## THE DATA
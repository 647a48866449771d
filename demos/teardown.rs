//! # Example: teardown
//!
//! Binds a subscriber's lifetime to a cancellation token and watches the
//! registry's lifecycle events while it is set up and torn down.
//!
//! Demonstrates how to:
//! - Attach a custom observer through `Registry::builder`.
//! - Run `teardown_on(token)` on a background task.
//! - Verify that publishes after teardown no longer reach the subscriber.
//!
//! ## Flow
//! ```text
//! main()
//!   ├─► Registry::builder(cfg).with_observers([Printer]).build()
//!   ├─► Subscriber::subscribe(ticks → count)
//!   ├─► spawn sub.teardown_on(token)
//!   ├─► publish("ticks", 1..=3)
//!   ├─► token.cancel()      → ListenerRemoved, SubscriptionClosed
//!   └─► publish("ticks", 4) → no listener, state unchanged
//! ```
//!
//! ## Run
//! ```bash
//! cargo run --example teardown
//! ```

use std::sync::Arc;

use databus::{Config, Event, Mappers, Observe, Registry, State, Subscriber};
use tokio_util::sync::CancellationToken;

struct Printer;

impl Observe for Printer {
    fn on_event(&self, event: &Event) {
        println!(
            "[{:>3}] {:?} topic={:?} listener={:?}",
            event.seq,
            event.kind,
            event.topic.as_deref(),
            event.listener.as_ref().map(|id| id.as_str()),
        );
    }

    fn name(&self) -> &'static str {
        "printer"
    }
}

#[tokio::main(flavor = "current_thread")]
async fn main() -> Result<(), Box<dyn std::error::Error>> {
    let registry = Registry::<u64>::builder(Config::default())
        .with_observers(vec![Arc::new(Printer) as Arc<dyn Observe>])
        .build();

    let sub = Arc::new(Subscriber::subscribe(
        &registry,
        Mappers::new().map("ticks", |v: Option<&u64>, _topic: &str| {
            State::new().with("count", v.copied().unwrap_or(0))
        }),
    )?);

    let token = CancellationToken::new();
    let waiter = {
        let sub = Arc::clone(&sub);
        let token = token.clone();
        tokio::spawn(async move { sub.teardown_on(token).await })
    };

    for tick in 1..=3 {
        registry.publish("ticks", tick)?;
    }
    println!("before teardown: {:?}", sub.state());

    token.cancel();
    waiter.await?;

    registry.publish("ticks", 4)?;
    println!("after teardown:  {:?} (active={})", sub.state(), sub.is_active());
    Ok(())
}
#[cfg(test)]
mod tests {
    use super::*;
    use std::sync::Barrier;
    use std::time::Duration;

    fn channel() -> Arc<Channel<u32>> {
        Arc::new(Channel::new(Arc::from("t")))
    }

    fn recorder(log: &Arc<Mutex<Vec<(u8, u32)>>>, tag: u8) -> Listener<u32> {
        let log = Arc::clone(log);
        Arc::new(move |v: &u32| -> Result<(), MapperError> {
            log.lock().push((tag, *v));
            Ok(())
        })
    }

    #[test]
    fn test_registration_order_delivery() {
        let ch = channel();
        let log = Arc::new(Mutex::new(Vec::new()));
        ch.add("a".into(), recorder(&log, 1), None).unwrap();
        ch.add("b".into(), recorder(&log, 2), None).unwrap();

        ch.publish(5, None, &ObserverSet::default()).unwrap();

        assert_eq!(*log.lock(), vec![(1, 5), (2, 5)]);
        assert_eq!(ch.value(), Some(5));
    }

    #[test]
    fn test_reentrant_publish_is_queued_not_interleaved() {
        let ch = channel();
        let log = Arc::new(Mutex::new(Vec::new()));

        let inner = Arc::clone(&ch);
        let inner_log = Arc::clone(&log);
        ch.add(
            "first".into(),
            Arc::new(move |v: &u32| -> Result<(), MapperError> {
                inner_log.lock().push((1, *v));
                if *v == 1 {
                    inner
                        .publish(2, None, &ObserverSet::default())
                        .map_err(MapperError::new)?;
                }
                Ok(())
            }),
            None,
        )
        .unwrap();
        ch.add("second".into(), recorder(&log, 2), None).unwrap();

        ch.publish(1, None, &ObserverSet::default()).unwrap();

        assert_eq!(*log.lock(), vec![(1, 1), (2, 1), (1, 2), (2, 2)]);
        assert_eq!(ch.value(), Some(2));
    }

    #[test]
    fn test_removed_mid_delivery_is_skipped() {
        let ch = channel();
        let log = Arc::new(Mutex::new(Vec::new()));

        let inner = Arc::clone(&ch);
        ch.add(
            "remover".into(),
            Arc::new(move |_v: &u32| -> Result<(), MapperError> {
                inner.remove(&ListenerId::from("victim"));
                Ok(())
            }),
            None,
        )
        .unwrap();
        ch.add("victim".into(), recorder(&log, 9), None).unwrap();

        ch.publish(1, None, &ObserverSet::default()).unwrap();

        assert!(log.lock().is_empty());
        assert_eq!(ch.listener_count(), 1);
    }

    #[test]
    fn test_failures_are_collected_and_delivery_continues() {
        let ch = channel();
        let log = Arc::new(Mutex::new(Vec::new()));
        ch.add(
            "bad".into(),
            Arc::new(|_v: &u32| -> Result<(), MapperError> { Err(MapperError::new("boom")) }),
            None,
        )
        .unwrap();
        ch.add("good".into(), recorder(&log, 2), None).unwrap();

        let err = ch.publish(3, None, &ObserverSet::default()).unwrap_err();

        assert_eq!(err.failures().len(), 1);
        assert_eq!(err.failures()[0].listener.as_str(), "bad");
        assert_eq!(*log.lock(), vec![(2, 3)]);
    }

    #[test]
    fn test_listener_limit_and_duplicate_id() {
        let ch = channel();
        let log = Arc::new(Mutex::new(Vec::new()));
        ch.add("a".into(), recorder(&log, 1), Some(2)).unwrap();

        let dup = ch.add("a".into(), recorder(&log, 1), Some(2)).unwrap_err();
        assert_eq!(dup.as_label(), "bus_duplicate_listener_id");

        ch.add("b".into(), recorder(&log, 2), Some(2)).unwrap();
        let full = ch.add("c".into(), recorder(&log, 3), Some(2)).unwrap_err();
        assert_eq!(full.as_label(), "bus_listener_limit");
    }

    #[test]
    fn test_pending_queue_limit() {
        let ch = channel();
        let inner = Arc::clone(&ch);
        let seen = Arc::new(Mutex::new(Vec::new()));
        let seen_inner = Arc::clone(&seen);
        ch.add(
            "a".into(),
            Arc::new(move |v: &u32| -> Result<(), MapperError> {
                if *v == 0 {
                    let first = inner.publish(1, Some(1), &ObserverSet::default());
                    let second = inner.publish(2, Some(1), &ObserverSet::default());
                    seen_inner.lock().push((first.is_ok(), second.is_err()));
                }
                Ok(())
            }),
            None,
        )
        .unwrap();

        ch.publish(0, Some(1), &ObserverSet::default()).unwrap();

        assert_eq!(*seen.lock(), vec![(true, true)]);
        assert_eq!(ch.value(), Some(1));
    }

    #[test]
    fn test_panicking_listener_releases_channel() {
        let ch = channel();
        ch.add(
            "p".into(),
            Arc::new(|v: &u32| -> Result<(), MapperError> {
                if *v == 1 {
                    panic!("listener bug");
                }
                Ok(())
            }),
            None,
        )
        .unwrap();

        let inner = Arc::clone(&ch);
        let res = std::panic::catch_unwind(std::panic::AssertUnwindSafe(move || {
            let _ = inner.publish(1, None, &ObserverSet::default());
        }));
        assert!(res.is_err());

        ch.publish(2, None, &ObserverSet::default()).unwrap();
        assert_eq!(ch.value(), Some(2));
    }

    #[test]
    fn test_publisher_on_other_thread_waits_and_gets_own_failure() {
        let ch = channel();
        let barrier = Arc::new(Barrier::new(2));
        let inner = Arc::clone(&barrier);
        ch.add(
            "a".into(),
            Arc::new(move |v: &u32| -> Result<(), MapperError> {
                match *v {
                    1 => {
                        inner.wait();
                        thread::sleep(Duration::from_millis(50));
                        Ok(())
                    }
                    99 => Err(MapperError::new("rejected")),
                    _ => Ok(()),
                }
            }),
            None,
        )
        .unwrap();

        let first = {
            let ch = Arc::clone(&ch);
            thread::spawn(move || ch.publish(1, None, &ObserverSet::default()))
        };
        barrier.wait();

        let err = ch.publish(99, None, &ObserverSet::default()).unwrap_err();
        assert_eq!(ch.value(), Some(99));
        assert_eq!(err.failures().len(), 1);
        assert_eq!(err.failures()[0].error, MapperError::new("rejected"));

        assert_eq!(first.join().unwrap(), Ok(()));
    }

    #[test]
    fn test_panic_keeps_newest_queued_value() {
        let ch = channel();
        let inner = Arc::clone(&ch);
        ch.add(
            "p".into(),
            Arc::new(move |v: &u32| -> Result<(), MapperError> {
                if *v == 1 {
                    inner
                        .publish(7, None, &ObserverSet::default())
                        .map_err(MapperError::new)?;
                    panic!("listener bug");
                }
                Ok(())
            }),
            None,
        )
        .unwrap();

        let outer = Arc::clone(&ch);
        let res = std::panic::catch_unwind(std::panic::AssertUnwindSafe(move || {
            let _ = outer.publish(1, None, &ObserverSet::default());
        }));

        assert!(res.is_err());
        assert_eq!(ch.value(), Some(7));
    }

    #[test]
    fn test_waiting_publisher_proceeds_after_panic() {
        let ch = channel();
        let barrier = Arc::new(Barrier::new(2));
        let inner = Arc::clone(&barrier);
        ch.add(
            "p".into(),
            Arc::new(move |v: &u32| -> Result<(), MapperError> {
                if *v == 1 {
                    inner.wait();
                    thread::sleep(Duration::from_millis(30));
                    panic!("listener bug");
                }
                Ok(())
            }),
            None,
        )
        .unwrap();

        let first = {
            let ch = Arc::clone(&ch);
            thread::spawn(move || ch.publish(1, None, &ObserverSet::default()))
        };
        barrier.wait();

        assert_eq!(ch.publish(7, None, &ObserverSet::default()), Ok(()));
        assert_eq!(ch.value(), Some(7));
        assert!(first.join().is_err());
    }

    #[test]
    fn test_remove_waits_for_running_invocation() {
        let ch = channel();
        let barrier = Arc::new(Barrier::new(2));
        let done = Arc::new(AtomicBool::new(false));
        {
            let barrier = Arc::clone(&barrier);
            let done = Arc::clone(&done);
            ch.add(
                "slow".into(),
                Arc::new(move |_v: &u32| -> Result<(), MapperError> {
                    barrier.wait();
                    thread::sleep(Duration::from_millis(50));
                    done.store(true, Ordering::Release);
                    Ok(())
                }),
                None,
            )
            .unwrap();
        }

        let publisher = {
            let ch = Arc::clone(&ch);
            thread::spawn(move || ch.publish(1, None, &ObserverSet::default()))
        };
        barrier.wait();

        assert!(ch.remove(&ListenerId::from("slow")));
        assert!(done.load(Ordering::Acquire));
        assert_eq!(publisher.join().unwrap(), Ok(()));
    }
}
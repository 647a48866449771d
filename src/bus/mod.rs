//! # The data bus: named channels, listeners and topic handles.
//!
//! ## Contents
//! - [`Registry`] / [`RegistryBuilder`] shared table of channels
//! - [`Topic`] handle scoped to one channel name
//! - [`ListenerId`], [`IdGenerator`], [`SequentialIds`] listener identity
//! - [`Listener`] callback type
//!
//! ## Publish contract
//! Publishing stores the value as the channel's current value, then invokes
//! every live listener synchronously, in registration order. Delivery is
//! serialized per channel; see `channel.rs` for the queueing rules.

mod builder;
mod channel;
mod id;
mod registry;
mod topic;

pub use builder::RegistryBuilder;
pub use channel::Listener;
pub use id::{IdGenerator, ListenerId, SequentialIds};
pub use registry::Registry;
pub use topic::Topic;
//! Bus events: types emitted by the registry and subscribers.
//!
//! This module groups the event **data model** used to report channel,
//! listener and subscriber lifecycle to [`Observe`](crate::Observe) implementations.
//!
//! ## Contents
//! - [`EventKind`], [`Event`] event classification and payload metadata
//!
//! ## Quick reference
//! - **Publishers**: `Registry` (channel/listener events), `Subscriber` (setup/teardown).
//! - **Consumers**: `ObserverSet`, which fans out to user observers.

mod event;

pub use event::{Event, EventKind};
//! # Bus observers.
//!
//! This module provides the [`Observe`] trait and the [`ObserverSet`] fan-out
//! used by the [`Registry`](crate::Registry) to report lifecycle [`Event`](crate::Event)s.
//!
//! ## Architecture
//! ```text
//! Registry / Subscriber ── emit(Event) ──► ObserverSet ──► Observe::on_event(&Event)
//!                                                               │
//!                                                     ┌─────────┼─────────┐
//!                                                     ▼         ▼         ▼
//!                                                 LogWriter  Metrics   Custom
//! ```

#[cfg(feature = "logging")]
mod log;
mod observer;
mod set;

#[cfg(feature = "logging")]
pub use log::LogWriter;
pub use observer::Observe;
pub use set::ObserverSet;
//! # Bus observer trait.
//!
//! Provides [`Observe`] an extension point for plugging custom event handlers into a registry.
//!
//! ## Rules
//! - Observers are called synchronously, on the thread that produced the event.
//! - Observers are called in the order they were given to the builder.
//! - Panics are caught and reported; other observers are unaffected.
//! - Observers must not register/unregister listeners or publish from `on_event`
//!   on the same registry; events can be emitted while channel state is being updated.
//!
//! ## Example
//! ```rust
//! use std::sync::atomic::{AtomicUsize, Ordering};
//! use databus::{Event, EventKind, Observe};
//!
//! #[derive(Default)]
//! struct FailureCounter(AtomicUsize);
//!
//! impl Observe for FailureCounter {
//!     fn on_event(&self, ev: &Event) {
//!         if matches!(ev.kind, EventKind::ListenerFailed) {
//!             self.0.fetch_add(1, Ordering::Relaxed);
//!         }
//!     }
//!
//!     fn name(&self) -> &'static str { "failure-counter" }
//! }
//! ```

use crate::events::Event;

/// Event observer for registry observability.
///
/// ### Implementation requirements
/// - Return quickly; the publisher waits for every observer.
/// - Handle errors internally; do not panic.
pub trait Observe: Send + Sync + 'static {
    /// Processes a single event.
    fn on_event(&self, event: &Event);

    /// Returns the observer name used in panic reports.
    ///
    /// The default uses `type_name::<Self>()`, which can be verbose - override it when possible.
    fn name(&self) -> &'static str {
        std::any::type_name::<Self>()
    }
}
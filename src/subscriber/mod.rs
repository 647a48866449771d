//! # Subscribers: topic-to-state coordination.
//!
//! This module turns a set of topics into one consumer-visible [`State`].
//!
//! ## Contents
//! - [`Mappers`] / [`Mapper`] ordered configuration (topic → partial state)
//! - [`State`] / [`merge`] the state aggregator
//! - [`Subscriber`] the coordinator owning listeners and merged state
//! - [`Subscription`] one topic → listener binding
//!
//! ## Architecture
//! ```text
//!   Mappers { user: map_user, cart: map_cart }
//!        │
//!        ▼
//!   Subscriber::subscribe ──► Topic("user").add_listener ──┐
//!                        └──► Topic("cart").add_listener ──┤
//!                                                          ▼
//!   publish("cart", v) ──► listener ──► map_cart(v) ──► Accumulator ──► watch / state()
//! ```

mod coordinator;
mod mapper;
mod state;
mod subscription;

pub use coordinator::Subscriber;
pub use mapper::{Mapper, MapperEntry, Mappers};
pub use state::{State, merge};
pub use subscription::Subscription;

## EXERCISE DIRECTIONS
Count up the lines in the listing that hold the word "EventKind", and give that number only.

## SOLUTION TO THIS EXERCISE
4